Interessante è la politica americana nei confronti di India e Iran. L’immagine che i media e i governi hanno costruito di questo rapporto è che gli Stati Uniti hanno iniziato una cooperazione con l’India in campo energetico fornendo tecnologia nucleare per permettere la costruzione di centrali che coprano la richiesta di elettricità. L’India, secondo questa idea, è uno stato democratico responsabile e non utilizzerà queste tecnologie per aumentare il suo arsenale di armi nucleari. L’Iran, invece, è uno stato “canaglia” governato da estremisti, i cui impianti verranno utilizzati non a scopi civili, ma per ottenere l’atomica, obiettivo da cui non sono lontani.

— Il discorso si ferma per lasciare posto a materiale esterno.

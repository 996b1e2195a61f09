use std::path::PathBuf;

use kestrel_primitives::{
    alloy_primitives::U256,
    consts::{DEFAULT_GAS_ADJUSTMENT, DEFAULT_GAS_PRICE},
    numeric::{parse_amount, parse_u64, GasAdjustment},
    PrivateKey, Result,
};
use serde::{Deserialize, Serialize};

use crate::sign_mode::SignMode;

/// Caller-owned knobs for a single build/sign call.
///
/// Numeric values stay strings until a build reads them so a malformed value surfaces as a
/// parse error from the operation that consumes it.
#[derive(Clone, Debug, Serialize, Deserialize)]
#[serde(default)]
pub struct TxOptions {
    #[serde(skip)]
    pub private_key: Option<PrivateKey>,
    pub account_number: Option<u64>,
    pub sequence: Option<u64>,
    pub gas_limit: Option<String>,
    pub gas_price: String,
    pub gas_adjustment: String,
    pub fee_amount: Option<String>,
    pub sign_mode: SignMode,
    pub fee_granter: Option<String>,
    pub timeout_height: u64,
    pub memo: String,
    pub chain_id: String,
    pub output_document: Option<PathBuf>,
}

impl Default for TxOptions {
    fn default() -> Self {
        Self {
            private_key: None,
            account_number: None,
            sequence: None,
            gas_limit: None,
            gas_price: DEFAULT_GAS_PRICE.to_string(),
            gas_adjustment: DEFAULT_GAS_ADJUSTMENT.to_string(),
            fee_amount: None,
            sign_mode: SignMode::default(),
            fee_granter: None,
            timeout_height: 0,
            memo: String::new(),
            chain_id: String::new(),
            output_document: None,
        }
    }
}

impl TxOptions {
    pub fn with_private_key(mut self, key: PrivateKey) -> Self {
        self.private_key = Some(key);
        self
    }

    pub fn with_chain_id(mut self, chain_id: impl Into<String>) -> Self {
        self.chain_id = chain_id.into();
        self
    }

    pub fn with_account(mut self, account_number: u64, sequence: u64) -> Self {
        self.account_number = Some(account_number);
        self.sequence = Some(sequence);
        self
    }

    pub fn with_gas_limit(mut self, gas_limit: impl Into<String>) -> Self {
        self.gas_limit = Some(gas_limit.into());
        self
    }

    pub fn with_gas_price(mut self, gas_price: impl Into<String>) -> Self {
        self.gas_price = gas_price.into();
        self
    }

    pub fn with_gas_adjustment(mut self, adjustment: impl Into<String>) -> Self {
        self.gas_adjustment = adjustment.into();
        self
    }

    pub fn with_fee_amount(mut self, fee: impl Into<String>) -> Self {
        self.fee_amount = Some(fee.into());
        self
    }

    pub fn with_sign_mode(mut self, mode: SignMode) -> Self {
        self.sign_mode = mode;
        self
    }

    pub fn with_memo(mut self, memo: impl Into<String>) -> Self {
        self.memo = memo.into();
        self
    }

    pub fn with_output_document(mut self, path: impl Into<PathBuf>) -> Self {
        self.output_document = Some(path.into());
        self
    }

    pub fn parsed_gas_limit(&self) -> Result<Option<u64>> {
        self.gas_limit
            .as_deref()
            .map(|limit| parse_u64("gas limit", limit))
            .transpose()
    }

    pub fn parsed_gas_price(&self) -> Result<U256> {
        parse_amount("gas price", &self.gas_price)
    }

    pub fn parsed_gas_adjustment(&self) -> Result<GasAdjustment> {
        self.gas_adjustment.parse()
    }

    pub fn parsed_fee_amount(&self) -> Result<Option<U256>> {
        self.fee_amount
            .as_deref()
            .map(|fee| parse_amount("fee amount", fee))
            .transpose()
    }
}

#[cfg(test)]
mod tests {
    use kestrel_primitives::ErrorKind;

    use super::*;

    #[test]
    fn defaults() {
        let opts = TxOptions::default();
        assert_eq!(opts.parsed_gas_price().unwrap(), U256::from(850_000_000_000u64));
        assert_eq!(opts.parsed_gas_adjustment().unwrap().to_string(), "1.75");
        assert_eq!(opts.parsed_gas_limit().unwrap(), None);
        assert_eq!(opts.sign_mode, SignMode::Direct);
    }

    #[test]
    fn yaml_overrides() {
        let opts: TxOptions =
            serde_yaml::from_str("gas_limit: \"300000\"\nmemo: hello\nsign_mode: SIGN_MODE_LEGACY_AMINO_JSON\n")
                .unwrap();
        assert_eq!(opts.parsed_gas_limit().unwrap(), Some(300_000));
        assert_eq!(opts.memo, "hello");
        assert_eq!(opts.sign_mode, SignMode::LegacyAminoJson);
        assert_eq!(opts.gas_price, DEFAULT_GAS_PRICE);
    }

    #[test]
    fn malformed_numbers_fail_on_read() {
        let opts = TxOptions::default()
            .with_gas_limit("12x")
            .with_gas_price("abc")
            .with_gas_adjustment("1,5");
        assert_eq!(opts.parsed_gas_limit().unwrap_err().kind(), ErrorKind::Parse);
        assert_eq!(opts.parsed_gas_price().unwrap_err().kind(), ErrorKind::Parse);
        assert_eq!(opts.parsed_gas_adjustment().unwrap_err().kind(), ErrorKind::Parse);
    }
}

Ora invece guardiamo ai fatti. E chiediamoci se l’Iran è una minaccia nucleare immediata e se l’accordo per la tecnologia nucleare dell’India serve a risolvere i problemi energetici. La risposta è no. Se l’Iran vuole l’atomica, l’avrà non prima di cinque-otto anni, e dopo aver cacciato gli ispettori Aiea, ancora oggi invece presenti e attivi. L’India invece potrà sviluppare le sue armi nucleari passando dalle cento di oggi alle quattrocento della vicina Cina. David Albright, presidente dell’Institute for Science and International Security, ha ricordato come per oltre due decadi un impianto di arricchimento dell’uranio indiano abbia pubblicizzato e venduto tecnologia sensibile senza certificare o identificare gli acquirenti. Inoltre è noto che nel 2004 il Dipartimento di Stato ha posto sanzioni contro lo scienziato indiano YSR Prasad per aver fornito assistenza all’Iran.

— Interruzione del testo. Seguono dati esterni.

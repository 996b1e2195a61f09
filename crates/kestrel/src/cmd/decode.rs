use clap::Parser;
use kestrel_cli_runner::CliContext;
use kestrel_client::TxClient;
use kestrel_tx::TxOptions;

use crate::{common::CliEnv, utils::print_document};

#[derive(Debug, Parser)]
#[clap(about = "Print base64 wire bytes as a transaction document.")]
pub struct DecodeCommand {
    #[arg(value_name = "BASE64", help = "The encoded transaction.")]
    encoded: String,
}

impl DecodeCommand {
    pub async fn execute(self, _ctx: CliContext, env: CliEnv) -> eyre::Result<()> {
        let client = TxClient::new(env.config, TxOptions::default());
        let tx = client.decode_tx(&self.encoded)?;
        print_document(false, &tx.to_json_pretty()?);
        Ok(())
    }
}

Intanto il sottosegretario di Stato per gli Affari politici Nicholas Burns ammette che l’accordo obbligherà gli Usa a fornire supporto nucleare all’India anche quando questa effettuerà nuove esplosioni atomiche sperimentali, violando di fatto lo spirito del Trattato per la messa al bando dei test atomici.
Quindi l’India non ha aderito al Trattato di non proliferazione, sottoposto alla legge Usa del 1978 che proibisce la cooperazione nucleare, perché ha effettuato esplosioni nucleari nel 1974 e 1998 e nonostante ciò riceve dall’amministrazione Bush una proposta che gli permette di rifiutare le ispezioni internazionali in otto dei suoi 24 siti nucleari e di scegliere dove ammettere i controlli. Alla fine l’India non è sottoposta neanche alle limitazioni all’arsenale di armi nucleari come richiesto dalla risoluzione Onu del ‘98. Secondo alcuni esperti l’accordo permetterebbe all’India di aumentare la capacità di costruire atomiche dalle 10 di oggi fino a 50 l’anno. Per entrare in vigore l’accordo deve essere accettato dal Congresso e a livello internazionale dal Nuclear Suppliers Group, il club dagli stati che controllano le esportazioni di tecnologia nucleare, che per ora sta ancora valutando il da farsi.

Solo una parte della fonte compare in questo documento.